YOUR INSTRUCTIONS:
Report every line of the records below that includes the string "padded".

ENTRIES SHOWN:

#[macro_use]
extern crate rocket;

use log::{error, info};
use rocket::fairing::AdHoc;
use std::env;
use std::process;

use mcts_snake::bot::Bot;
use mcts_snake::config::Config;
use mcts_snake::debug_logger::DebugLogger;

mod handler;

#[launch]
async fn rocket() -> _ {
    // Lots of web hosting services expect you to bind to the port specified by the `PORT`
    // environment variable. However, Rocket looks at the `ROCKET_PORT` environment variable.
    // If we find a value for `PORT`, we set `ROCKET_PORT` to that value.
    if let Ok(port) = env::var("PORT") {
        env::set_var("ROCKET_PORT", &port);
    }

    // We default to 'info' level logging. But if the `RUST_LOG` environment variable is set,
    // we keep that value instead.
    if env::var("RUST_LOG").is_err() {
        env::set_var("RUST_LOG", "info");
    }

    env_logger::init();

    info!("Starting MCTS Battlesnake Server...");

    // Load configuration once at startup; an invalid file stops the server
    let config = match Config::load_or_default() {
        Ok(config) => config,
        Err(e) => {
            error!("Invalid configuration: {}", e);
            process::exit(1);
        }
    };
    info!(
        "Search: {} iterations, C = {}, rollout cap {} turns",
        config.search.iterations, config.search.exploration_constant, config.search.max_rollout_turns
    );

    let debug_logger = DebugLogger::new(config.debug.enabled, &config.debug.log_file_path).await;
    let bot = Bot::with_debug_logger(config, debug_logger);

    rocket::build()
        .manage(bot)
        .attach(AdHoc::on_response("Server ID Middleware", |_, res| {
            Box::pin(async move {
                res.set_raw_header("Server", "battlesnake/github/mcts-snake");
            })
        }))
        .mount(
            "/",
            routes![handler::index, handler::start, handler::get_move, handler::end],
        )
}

==

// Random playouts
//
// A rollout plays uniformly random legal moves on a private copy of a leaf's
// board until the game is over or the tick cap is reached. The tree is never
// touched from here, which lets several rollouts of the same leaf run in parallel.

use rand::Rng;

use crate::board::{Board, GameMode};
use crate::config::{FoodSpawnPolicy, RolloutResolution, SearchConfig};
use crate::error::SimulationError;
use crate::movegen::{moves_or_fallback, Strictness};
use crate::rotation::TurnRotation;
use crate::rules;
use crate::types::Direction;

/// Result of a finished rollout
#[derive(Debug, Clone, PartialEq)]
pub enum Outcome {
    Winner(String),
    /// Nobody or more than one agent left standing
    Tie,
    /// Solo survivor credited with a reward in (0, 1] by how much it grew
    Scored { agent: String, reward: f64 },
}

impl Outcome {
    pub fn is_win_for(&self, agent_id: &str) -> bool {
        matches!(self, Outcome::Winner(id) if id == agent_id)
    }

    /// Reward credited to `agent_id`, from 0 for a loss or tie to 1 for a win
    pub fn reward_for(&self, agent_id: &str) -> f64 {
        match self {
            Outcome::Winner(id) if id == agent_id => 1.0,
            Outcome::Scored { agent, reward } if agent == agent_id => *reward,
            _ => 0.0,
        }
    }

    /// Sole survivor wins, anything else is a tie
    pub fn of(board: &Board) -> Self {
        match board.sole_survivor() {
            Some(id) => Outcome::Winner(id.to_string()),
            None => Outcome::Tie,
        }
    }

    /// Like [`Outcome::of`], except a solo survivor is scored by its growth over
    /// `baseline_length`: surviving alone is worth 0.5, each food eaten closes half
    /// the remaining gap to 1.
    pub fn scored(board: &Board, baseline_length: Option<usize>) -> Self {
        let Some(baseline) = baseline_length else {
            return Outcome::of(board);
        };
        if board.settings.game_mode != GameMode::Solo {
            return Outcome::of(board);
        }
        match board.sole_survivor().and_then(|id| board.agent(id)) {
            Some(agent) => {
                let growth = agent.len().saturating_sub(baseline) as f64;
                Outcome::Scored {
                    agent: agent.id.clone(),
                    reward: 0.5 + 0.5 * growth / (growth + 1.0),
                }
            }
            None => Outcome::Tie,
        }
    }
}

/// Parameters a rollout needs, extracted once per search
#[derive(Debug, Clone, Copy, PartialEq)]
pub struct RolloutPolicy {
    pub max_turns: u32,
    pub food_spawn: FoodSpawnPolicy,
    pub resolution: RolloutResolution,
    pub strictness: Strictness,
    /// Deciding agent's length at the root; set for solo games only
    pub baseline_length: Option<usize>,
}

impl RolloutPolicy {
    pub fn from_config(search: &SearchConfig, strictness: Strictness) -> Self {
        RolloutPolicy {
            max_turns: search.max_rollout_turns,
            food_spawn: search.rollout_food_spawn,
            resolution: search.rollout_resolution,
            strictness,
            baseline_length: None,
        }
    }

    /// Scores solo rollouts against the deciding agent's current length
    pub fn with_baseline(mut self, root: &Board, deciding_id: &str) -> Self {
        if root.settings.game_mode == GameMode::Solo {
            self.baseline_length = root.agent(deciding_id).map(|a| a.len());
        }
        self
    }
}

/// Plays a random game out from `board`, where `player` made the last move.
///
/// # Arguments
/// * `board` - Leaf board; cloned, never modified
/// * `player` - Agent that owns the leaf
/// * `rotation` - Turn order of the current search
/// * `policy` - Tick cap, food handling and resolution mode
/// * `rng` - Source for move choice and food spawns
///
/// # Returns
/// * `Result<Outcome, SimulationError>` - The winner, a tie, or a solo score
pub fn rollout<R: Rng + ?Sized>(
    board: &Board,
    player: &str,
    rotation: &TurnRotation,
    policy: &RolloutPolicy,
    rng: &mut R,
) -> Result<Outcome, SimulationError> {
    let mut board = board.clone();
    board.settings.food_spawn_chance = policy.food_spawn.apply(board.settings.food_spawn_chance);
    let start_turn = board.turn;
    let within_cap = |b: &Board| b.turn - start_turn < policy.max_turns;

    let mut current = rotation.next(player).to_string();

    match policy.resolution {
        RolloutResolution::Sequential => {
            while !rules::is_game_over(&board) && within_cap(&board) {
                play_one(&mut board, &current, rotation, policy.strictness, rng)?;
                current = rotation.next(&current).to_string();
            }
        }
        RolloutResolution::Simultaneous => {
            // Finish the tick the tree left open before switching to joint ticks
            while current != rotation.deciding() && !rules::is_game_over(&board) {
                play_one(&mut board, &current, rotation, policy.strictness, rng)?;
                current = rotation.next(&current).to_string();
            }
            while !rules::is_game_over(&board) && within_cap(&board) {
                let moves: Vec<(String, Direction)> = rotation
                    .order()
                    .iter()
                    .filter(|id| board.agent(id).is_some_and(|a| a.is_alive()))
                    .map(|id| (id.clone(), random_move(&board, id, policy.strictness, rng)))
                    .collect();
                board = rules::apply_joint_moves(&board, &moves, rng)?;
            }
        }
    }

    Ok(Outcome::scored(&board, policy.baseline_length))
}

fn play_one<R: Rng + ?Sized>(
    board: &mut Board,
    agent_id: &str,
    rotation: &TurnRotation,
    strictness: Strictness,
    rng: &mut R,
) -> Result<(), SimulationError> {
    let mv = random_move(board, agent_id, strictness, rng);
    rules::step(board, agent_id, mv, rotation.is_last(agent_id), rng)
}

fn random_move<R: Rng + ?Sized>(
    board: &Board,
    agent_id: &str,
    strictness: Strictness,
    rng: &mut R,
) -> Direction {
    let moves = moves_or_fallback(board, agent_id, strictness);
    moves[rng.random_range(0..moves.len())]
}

==

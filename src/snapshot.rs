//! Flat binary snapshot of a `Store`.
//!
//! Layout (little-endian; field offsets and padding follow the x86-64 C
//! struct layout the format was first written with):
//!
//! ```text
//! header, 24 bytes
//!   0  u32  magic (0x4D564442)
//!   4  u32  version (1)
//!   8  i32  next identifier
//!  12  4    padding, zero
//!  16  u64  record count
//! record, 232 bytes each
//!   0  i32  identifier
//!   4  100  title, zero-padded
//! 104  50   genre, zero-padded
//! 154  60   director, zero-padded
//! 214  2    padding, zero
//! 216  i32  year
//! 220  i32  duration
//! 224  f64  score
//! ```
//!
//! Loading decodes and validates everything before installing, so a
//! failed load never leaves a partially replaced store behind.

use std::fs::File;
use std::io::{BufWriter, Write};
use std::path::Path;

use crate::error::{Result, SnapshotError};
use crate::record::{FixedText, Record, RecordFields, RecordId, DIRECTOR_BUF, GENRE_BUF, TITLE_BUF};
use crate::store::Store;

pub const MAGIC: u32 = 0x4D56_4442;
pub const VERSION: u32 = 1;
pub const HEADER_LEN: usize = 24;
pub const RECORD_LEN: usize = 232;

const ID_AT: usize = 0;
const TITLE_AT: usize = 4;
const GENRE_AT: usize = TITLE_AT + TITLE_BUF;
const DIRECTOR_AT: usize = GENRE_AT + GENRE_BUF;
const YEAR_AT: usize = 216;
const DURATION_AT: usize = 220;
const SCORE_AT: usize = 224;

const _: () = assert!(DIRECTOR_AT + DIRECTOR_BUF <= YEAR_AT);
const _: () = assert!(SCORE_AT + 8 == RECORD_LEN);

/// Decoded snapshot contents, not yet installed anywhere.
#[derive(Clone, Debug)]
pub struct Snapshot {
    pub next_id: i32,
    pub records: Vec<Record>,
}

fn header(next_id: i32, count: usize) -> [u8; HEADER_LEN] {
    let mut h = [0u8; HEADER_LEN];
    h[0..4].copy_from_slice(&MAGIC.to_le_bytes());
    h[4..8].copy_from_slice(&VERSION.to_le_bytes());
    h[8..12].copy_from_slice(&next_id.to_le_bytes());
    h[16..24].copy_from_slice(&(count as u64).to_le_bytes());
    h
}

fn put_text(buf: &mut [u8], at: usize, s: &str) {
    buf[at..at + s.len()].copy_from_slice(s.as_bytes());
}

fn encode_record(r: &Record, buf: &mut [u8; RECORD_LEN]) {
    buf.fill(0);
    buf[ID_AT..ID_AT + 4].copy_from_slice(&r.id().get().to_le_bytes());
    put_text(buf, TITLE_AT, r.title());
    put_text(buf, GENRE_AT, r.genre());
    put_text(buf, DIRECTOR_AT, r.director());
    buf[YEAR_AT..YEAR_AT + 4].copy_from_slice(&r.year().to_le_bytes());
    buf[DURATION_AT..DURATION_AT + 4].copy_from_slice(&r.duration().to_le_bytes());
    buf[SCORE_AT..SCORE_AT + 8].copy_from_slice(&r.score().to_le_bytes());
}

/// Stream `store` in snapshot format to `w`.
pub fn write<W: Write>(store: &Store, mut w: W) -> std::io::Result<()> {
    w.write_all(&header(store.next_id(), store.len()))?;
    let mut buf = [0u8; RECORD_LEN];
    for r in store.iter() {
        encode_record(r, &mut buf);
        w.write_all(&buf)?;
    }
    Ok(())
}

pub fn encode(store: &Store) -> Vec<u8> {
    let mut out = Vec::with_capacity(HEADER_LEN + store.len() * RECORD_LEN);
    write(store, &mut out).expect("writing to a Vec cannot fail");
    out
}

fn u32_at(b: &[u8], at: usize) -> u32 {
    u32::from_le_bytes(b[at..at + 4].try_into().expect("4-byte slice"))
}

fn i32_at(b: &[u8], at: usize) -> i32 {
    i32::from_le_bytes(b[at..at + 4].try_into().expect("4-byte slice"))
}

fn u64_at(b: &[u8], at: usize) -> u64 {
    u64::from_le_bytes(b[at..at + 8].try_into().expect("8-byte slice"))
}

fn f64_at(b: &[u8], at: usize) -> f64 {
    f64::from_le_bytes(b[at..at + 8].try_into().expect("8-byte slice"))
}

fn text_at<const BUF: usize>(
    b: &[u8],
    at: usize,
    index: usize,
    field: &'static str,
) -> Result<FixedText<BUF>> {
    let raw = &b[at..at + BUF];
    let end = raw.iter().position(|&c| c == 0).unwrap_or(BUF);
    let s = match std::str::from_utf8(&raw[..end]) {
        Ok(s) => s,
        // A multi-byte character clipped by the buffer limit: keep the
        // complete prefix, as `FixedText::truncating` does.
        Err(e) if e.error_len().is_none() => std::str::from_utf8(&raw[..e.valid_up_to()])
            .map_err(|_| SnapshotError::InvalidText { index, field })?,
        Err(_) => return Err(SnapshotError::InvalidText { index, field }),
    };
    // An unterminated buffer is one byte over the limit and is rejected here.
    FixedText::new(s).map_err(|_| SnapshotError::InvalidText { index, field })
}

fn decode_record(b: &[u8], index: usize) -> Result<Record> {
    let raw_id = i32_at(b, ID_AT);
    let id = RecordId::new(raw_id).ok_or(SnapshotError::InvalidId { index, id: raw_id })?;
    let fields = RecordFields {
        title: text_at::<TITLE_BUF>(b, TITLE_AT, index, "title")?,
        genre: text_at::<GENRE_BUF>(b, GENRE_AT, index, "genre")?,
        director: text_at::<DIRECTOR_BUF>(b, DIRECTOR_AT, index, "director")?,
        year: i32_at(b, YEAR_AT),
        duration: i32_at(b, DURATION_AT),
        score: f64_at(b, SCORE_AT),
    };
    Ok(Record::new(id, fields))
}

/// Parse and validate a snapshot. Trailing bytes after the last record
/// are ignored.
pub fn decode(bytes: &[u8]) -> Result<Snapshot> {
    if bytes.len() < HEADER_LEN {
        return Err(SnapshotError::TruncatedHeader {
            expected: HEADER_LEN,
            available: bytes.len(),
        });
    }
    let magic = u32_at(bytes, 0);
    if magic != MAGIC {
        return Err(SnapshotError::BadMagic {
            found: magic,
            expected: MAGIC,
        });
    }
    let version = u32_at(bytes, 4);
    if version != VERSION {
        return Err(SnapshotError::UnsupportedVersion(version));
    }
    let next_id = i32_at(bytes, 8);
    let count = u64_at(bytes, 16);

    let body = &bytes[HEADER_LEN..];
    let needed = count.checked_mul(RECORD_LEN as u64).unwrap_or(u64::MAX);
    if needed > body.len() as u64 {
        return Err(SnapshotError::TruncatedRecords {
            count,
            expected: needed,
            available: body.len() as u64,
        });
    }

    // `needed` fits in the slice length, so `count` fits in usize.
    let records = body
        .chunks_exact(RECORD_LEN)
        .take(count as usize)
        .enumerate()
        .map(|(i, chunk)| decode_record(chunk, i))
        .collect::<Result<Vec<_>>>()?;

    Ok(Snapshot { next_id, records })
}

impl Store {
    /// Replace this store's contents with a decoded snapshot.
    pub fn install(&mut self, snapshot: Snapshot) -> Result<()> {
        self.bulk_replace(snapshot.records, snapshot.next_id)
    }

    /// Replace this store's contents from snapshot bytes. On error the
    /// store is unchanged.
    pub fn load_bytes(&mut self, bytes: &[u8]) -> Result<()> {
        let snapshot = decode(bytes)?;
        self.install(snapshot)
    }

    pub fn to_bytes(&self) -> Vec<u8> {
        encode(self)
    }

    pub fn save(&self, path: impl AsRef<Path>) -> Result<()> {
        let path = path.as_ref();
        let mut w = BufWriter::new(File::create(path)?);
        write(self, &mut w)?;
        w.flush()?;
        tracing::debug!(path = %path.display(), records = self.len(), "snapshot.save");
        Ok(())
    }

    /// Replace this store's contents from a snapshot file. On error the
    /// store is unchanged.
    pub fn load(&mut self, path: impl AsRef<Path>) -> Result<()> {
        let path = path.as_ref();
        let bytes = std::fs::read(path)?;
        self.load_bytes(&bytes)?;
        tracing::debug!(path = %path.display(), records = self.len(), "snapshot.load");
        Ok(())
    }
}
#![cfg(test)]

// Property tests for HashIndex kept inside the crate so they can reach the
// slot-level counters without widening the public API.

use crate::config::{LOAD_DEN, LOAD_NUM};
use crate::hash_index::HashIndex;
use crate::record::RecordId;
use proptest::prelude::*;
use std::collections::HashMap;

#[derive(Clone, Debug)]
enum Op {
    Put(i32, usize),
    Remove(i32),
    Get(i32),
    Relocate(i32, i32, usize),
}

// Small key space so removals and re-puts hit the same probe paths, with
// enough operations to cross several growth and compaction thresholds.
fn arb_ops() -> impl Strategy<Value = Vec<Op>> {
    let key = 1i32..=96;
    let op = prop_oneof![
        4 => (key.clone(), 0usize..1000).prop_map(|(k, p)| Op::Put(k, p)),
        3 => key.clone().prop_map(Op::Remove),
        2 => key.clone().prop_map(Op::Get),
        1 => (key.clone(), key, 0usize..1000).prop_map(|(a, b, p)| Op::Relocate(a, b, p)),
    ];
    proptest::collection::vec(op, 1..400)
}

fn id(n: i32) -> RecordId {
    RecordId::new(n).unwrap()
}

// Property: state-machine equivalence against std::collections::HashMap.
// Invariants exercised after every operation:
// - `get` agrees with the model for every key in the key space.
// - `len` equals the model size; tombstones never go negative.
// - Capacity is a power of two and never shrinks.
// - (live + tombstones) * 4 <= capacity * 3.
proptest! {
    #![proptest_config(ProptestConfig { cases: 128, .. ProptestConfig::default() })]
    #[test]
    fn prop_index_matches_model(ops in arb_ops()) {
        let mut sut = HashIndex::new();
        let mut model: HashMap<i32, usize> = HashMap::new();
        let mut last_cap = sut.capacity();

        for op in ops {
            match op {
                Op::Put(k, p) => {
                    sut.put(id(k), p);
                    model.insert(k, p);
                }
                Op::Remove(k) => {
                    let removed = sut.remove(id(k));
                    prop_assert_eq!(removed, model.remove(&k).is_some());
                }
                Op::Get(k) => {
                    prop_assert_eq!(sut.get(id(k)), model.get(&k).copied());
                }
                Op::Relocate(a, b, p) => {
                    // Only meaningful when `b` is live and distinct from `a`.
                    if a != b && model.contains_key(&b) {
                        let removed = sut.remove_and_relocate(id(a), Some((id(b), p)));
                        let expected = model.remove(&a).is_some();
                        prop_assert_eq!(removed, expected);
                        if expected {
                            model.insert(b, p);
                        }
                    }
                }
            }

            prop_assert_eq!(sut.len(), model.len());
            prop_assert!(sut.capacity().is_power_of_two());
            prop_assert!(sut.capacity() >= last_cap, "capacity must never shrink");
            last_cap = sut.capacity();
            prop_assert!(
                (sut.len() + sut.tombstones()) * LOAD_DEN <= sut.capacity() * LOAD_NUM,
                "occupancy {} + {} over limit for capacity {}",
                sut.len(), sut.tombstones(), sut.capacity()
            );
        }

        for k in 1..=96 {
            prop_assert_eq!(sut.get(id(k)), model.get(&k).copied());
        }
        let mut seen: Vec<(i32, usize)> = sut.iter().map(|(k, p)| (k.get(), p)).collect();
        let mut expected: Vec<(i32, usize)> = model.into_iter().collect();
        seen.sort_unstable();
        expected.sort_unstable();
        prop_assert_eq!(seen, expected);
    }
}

SOLUTION TO THE EXERCISE:
//!   4  100  title, zero-padded
//! 104  50   genre, zero-padded
//! 154  60   director, zero-padded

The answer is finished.